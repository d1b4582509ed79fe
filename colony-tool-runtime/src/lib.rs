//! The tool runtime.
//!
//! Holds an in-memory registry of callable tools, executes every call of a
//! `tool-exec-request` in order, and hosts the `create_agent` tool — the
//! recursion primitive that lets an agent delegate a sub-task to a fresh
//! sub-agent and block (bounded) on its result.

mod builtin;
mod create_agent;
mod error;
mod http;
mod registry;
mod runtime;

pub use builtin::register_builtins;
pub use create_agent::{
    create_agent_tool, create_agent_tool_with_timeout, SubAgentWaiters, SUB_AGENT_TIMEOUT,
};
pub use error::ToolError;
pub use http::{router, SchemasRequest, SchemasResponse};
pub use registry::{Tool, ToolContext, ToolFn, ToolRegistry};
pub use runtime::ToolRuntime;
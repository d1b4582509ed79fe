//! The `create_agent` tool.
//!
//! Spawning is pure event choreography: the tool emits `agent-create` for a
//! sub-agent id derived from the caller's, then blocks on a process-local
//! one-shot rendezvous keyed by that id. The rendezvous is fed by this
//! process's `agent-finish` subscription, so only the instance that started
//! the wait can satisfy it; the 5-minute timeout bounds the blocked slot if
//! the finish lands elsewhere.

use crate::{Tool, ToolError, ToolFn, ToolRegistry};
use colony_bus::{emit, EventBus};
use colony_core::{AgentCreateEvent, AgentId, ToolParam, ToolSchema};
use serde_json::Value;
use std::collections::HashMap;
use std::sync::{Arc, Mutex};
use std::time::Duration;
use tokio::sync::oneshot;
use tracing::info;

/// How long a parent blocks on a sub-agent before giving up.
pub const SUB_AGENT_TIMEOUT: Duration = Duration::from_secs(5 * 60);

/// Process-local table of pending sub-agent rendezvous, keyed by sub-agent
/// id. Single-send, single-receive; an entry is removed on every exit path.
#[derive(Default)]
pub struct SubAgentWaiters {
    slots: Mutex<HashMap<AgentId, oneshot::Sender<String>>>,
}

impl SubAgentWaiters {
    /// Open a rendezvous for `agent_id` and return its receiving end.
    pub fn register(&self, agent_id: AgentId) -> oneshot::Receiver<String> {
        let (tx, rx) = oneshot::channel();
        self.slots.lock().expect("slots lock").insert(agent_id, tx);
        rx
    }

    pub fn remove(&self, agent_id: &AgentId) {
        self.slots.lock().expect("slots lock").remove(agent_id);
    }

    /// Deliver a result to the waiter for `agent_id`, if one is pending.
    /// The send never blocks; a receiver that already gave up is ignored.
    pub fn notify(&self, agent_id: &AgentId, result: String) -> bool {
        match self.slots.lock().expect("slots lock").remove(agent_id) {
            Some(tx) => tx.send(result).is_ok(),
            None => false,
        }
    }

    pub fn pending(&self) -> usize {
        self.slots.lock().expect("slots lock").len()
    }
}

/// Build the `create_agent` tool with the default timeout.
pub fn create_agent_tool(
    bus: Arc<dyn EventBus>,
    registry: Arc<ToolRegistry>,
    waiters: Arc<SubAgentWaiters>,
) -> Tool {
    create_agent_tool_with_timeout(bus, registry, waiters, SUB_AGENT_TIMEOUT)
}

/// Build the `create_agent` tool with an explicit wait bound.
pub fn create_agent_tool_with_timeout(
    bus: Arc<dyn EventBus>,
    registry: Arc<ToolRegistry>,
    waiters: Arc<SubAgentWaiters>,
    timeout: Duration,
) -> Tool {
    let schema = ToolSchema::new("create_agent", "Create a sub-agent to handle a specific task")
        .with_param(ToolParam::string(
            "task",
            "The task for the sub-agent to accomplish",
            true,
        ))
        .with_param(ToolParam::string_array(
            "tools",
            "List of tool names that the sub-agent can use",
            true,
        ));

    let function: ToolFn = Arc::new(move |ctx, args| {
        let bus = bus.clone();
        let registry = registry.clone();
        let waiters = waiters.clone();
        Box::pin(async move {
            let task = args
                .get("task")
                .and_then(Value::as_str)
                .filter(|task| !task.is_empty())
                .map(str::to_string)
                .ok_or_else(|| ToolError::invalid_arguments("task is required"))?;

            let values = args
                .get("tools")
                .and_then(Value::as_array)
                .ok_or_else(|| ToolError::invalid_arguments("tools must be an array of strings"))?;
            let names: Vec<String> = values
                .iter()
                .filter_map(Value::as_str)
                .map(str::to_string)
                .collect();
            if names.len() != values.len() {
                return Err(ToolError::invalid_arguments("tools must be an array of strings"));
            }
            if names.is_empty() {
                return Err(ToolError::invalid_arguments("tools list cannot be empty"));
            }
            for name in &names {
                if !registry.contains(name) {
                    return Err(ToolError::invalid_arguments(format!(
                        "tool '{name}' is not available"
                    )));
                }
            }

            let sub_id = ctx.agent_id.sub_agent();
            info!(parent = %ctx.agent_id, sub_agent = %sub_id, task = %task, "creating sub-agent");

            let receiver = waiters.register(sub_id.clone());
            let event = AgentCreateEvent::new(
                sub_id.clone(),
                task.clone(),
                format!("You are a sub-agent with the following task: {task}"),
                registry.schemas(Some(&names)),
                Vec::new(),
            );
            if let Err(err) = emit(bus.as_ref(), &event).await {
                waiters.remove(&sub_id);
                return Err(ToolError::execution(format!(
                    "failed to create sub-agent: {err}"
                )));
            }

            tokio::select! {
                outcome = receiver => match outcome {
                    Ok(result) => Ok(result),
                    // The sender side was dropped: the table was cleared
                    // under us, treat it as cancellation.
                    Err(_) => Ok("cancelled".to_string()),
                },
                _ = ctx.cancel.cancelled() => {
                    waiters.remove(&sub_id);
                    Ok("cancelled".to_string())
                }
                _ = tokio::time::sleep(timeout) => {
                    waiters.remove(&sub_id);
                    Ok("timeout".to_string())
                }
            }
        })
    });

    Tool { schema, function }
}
* * *
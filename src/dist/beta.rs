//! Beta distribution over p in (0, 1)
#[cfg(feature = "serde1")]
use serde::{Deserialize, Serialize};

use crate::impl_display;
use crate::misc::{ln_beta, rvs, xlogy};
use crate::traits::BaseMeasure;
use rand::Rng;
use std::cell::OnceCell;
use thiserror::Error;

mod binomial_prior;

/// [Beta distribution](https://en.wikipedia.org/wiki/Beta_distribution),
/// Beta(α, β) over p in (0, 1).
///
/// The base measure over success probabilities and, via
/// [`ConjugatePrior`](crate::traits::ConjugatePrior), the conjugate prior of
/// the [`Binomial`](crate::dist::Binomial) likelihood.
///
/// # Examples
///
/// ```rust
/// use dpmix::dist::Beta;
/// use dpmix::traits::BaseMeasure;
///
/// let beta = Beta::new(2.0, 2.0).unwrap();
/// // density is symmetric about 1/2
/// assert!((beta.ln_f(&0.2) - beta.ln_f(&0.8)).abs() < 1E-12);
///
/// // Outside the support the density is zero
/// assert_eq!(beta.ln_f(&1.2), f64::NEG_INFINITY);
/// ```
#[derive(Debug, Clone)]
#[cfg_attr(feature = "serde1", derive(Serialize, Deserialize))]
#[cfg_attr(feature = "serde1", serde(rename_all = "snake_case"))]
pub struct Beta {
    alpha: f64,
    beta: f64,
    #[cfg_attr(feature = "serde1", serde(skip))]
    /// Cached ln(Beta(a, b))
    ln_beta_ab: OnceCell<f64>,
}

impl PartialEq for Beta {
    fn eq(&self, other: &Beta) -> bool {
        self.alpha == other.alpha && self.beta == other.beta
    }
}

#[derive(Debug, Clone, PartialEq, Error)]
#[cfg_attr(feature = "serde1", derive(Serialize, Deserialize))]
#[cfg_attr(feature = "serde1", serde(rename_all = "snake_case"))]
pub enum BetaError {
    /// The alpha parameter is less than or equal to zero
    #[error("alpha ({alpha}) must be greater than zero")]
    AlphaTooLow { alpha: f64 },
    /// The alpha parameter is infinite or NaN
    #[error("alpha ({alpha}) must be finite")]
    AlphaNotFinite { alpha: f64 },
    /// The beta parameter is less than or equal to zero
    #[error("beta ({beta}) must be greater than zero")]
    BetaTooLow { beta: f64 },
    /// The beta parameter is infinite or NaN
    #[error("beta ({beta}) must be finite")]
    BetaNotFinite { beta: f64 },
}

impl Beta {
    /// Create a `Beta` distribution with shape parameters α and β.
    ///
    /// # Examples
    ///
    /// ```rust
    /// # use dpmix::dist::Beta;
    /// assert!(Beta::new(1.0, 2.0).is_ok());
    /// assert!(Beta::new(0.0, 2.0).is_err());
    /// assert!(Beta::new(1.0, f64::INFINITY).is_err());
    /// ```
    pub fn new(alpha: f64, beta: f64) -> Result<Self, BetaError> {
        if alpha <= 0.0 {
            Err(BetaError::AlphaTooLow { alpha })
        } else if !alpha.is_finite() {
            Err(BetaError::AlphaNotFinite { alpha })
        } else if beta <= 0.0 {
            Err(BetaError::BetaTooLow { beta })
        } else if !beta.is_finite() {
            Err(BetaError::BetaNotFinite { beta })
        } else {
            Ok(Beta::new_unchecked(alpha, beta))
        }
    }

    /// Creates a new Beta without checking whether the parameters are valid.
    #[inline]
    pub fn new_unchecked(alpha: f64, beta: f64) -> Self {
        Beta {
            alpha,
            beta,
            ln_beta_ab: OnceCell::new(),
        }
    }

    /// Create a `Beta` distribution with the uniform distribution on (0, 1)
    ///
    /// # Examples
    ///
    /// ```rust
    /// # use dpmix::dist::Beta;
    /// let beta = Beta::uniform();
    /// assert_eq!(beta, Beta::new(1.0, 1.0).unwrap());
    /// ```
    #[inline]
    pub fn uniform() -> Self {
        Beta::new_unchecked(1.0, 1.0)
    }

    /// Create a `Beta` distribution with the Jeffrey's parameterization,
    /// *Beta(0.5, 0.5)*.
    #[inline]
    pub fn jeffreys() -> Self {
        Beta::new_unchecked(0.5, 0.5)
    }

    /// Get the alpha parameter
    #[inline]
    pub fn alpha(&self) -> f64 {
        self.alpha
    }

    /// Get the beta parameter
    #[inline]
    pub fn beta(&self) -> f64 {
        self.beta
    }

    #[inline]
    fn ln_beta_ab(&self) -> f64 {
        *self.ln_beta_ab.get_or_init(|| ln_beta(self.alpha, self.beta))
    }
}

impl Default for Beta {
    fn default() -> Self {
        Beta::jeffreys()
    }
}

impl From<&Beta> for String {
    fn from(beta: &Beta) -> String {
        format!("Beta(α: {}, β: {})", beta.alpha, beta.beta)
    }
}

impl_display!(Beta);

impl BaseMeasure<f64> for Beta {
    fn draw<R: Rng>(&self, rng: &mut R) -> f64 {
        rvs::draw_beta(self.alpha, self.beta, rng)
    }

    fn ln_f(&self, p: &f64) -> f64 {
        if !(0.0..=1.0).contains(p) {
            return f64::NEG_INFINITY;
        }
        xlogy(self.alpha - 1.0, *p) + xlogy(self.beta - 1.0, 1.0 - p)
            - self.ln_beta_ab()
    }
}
* * *
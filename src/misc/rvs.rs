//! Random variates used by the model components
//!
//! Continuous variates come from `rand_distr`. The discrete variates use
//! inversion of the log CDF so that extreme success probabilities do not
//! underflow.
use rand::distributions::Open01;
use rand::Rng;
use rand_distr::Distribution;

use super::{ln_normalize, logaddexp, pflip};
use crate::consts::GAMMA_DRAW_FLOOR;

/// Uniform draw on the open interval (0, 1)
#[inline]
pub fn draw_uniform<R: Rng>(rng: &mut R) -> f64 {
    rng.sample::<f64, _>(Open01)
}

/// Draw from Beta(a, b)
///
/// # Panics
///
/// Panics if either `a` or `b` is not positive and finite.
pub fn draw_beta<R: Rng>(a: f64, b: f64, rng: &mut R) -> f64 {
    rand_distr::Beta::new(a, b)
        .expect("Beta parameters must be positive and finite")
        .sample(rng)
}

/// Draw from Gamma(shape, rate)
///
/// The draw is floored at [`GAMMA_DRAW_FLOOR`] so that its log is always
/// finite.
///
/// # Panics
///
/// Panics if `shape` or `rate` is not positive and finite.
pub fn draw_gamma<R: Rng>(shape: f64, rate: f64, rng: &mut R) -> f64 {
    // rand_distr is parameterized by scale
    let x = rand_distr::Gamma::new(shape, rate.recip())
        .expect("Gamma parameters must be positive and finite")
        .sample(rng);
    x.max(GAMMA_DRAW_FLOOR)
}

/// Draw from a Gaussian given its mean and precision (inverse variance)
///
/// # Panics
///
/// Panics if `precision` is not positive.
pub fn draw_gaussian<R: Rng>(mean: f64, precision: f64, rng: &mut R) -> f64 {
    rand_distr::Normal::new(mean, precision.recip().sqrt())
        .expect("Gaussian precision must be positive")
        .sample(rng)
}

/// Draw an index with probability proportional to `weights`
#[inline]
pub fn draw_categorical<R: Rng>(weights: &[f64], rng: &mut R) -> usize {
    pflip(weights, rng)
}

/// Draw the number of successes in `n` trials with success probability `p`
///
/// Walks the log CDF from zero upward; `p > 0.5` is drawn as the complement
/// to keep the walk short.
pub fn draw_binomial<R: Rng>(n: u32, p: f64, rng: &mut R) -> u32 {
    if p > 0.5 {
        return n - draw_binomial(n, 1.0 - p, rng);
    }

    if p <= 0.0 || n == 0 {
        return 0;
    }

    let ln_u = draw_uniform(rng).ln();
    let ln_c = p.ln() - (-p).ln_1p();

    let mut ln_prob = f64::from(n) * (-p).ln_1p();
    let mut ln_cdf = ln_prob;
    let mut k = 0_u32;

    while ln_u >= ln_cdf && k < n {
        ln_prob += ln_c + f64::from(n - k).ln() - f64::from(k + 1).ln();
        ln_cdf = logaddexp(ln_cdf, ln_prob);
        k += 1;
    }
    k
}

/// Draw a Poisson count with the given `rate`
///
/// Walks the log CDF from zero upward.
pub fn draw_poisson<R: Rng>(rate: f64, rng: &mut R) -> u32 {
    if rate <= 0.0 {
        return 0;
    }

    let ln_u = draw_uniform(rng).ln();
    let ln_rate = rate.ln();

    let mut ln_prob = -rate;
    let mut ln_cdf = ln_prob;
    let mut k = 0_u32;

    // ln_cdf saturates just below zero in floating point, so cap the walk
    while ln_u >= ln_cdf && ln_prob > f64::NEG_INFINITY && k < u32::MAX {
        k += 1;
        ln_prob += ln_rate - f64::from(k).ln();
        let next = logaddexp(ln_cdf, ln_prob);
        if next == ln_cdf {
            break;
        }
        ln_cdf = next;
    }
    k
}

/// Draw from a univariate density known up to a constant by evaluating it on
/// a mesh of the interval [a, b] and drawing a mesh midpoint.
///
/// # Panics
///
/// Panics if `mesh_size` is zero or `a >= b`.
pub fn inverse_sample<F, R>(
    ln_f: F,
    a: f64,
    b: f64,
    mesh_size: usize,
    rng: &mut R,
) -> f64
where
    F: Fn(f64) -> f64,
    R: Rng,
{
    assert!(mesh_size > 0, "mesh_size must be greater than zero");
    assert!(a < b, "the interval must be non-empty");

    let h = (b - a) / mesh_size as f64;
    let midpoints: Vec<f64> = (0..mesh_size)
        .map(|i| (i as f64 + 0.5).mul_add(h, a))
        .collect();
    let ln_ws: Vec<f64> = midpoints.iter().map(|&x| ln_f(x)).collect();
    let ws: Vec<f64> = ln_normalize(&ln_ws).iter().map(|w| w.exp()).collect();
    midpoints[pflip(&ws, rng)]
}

Work request => Your answer should be only a number: how many lines in the records hold the word "struct".

Response box => 2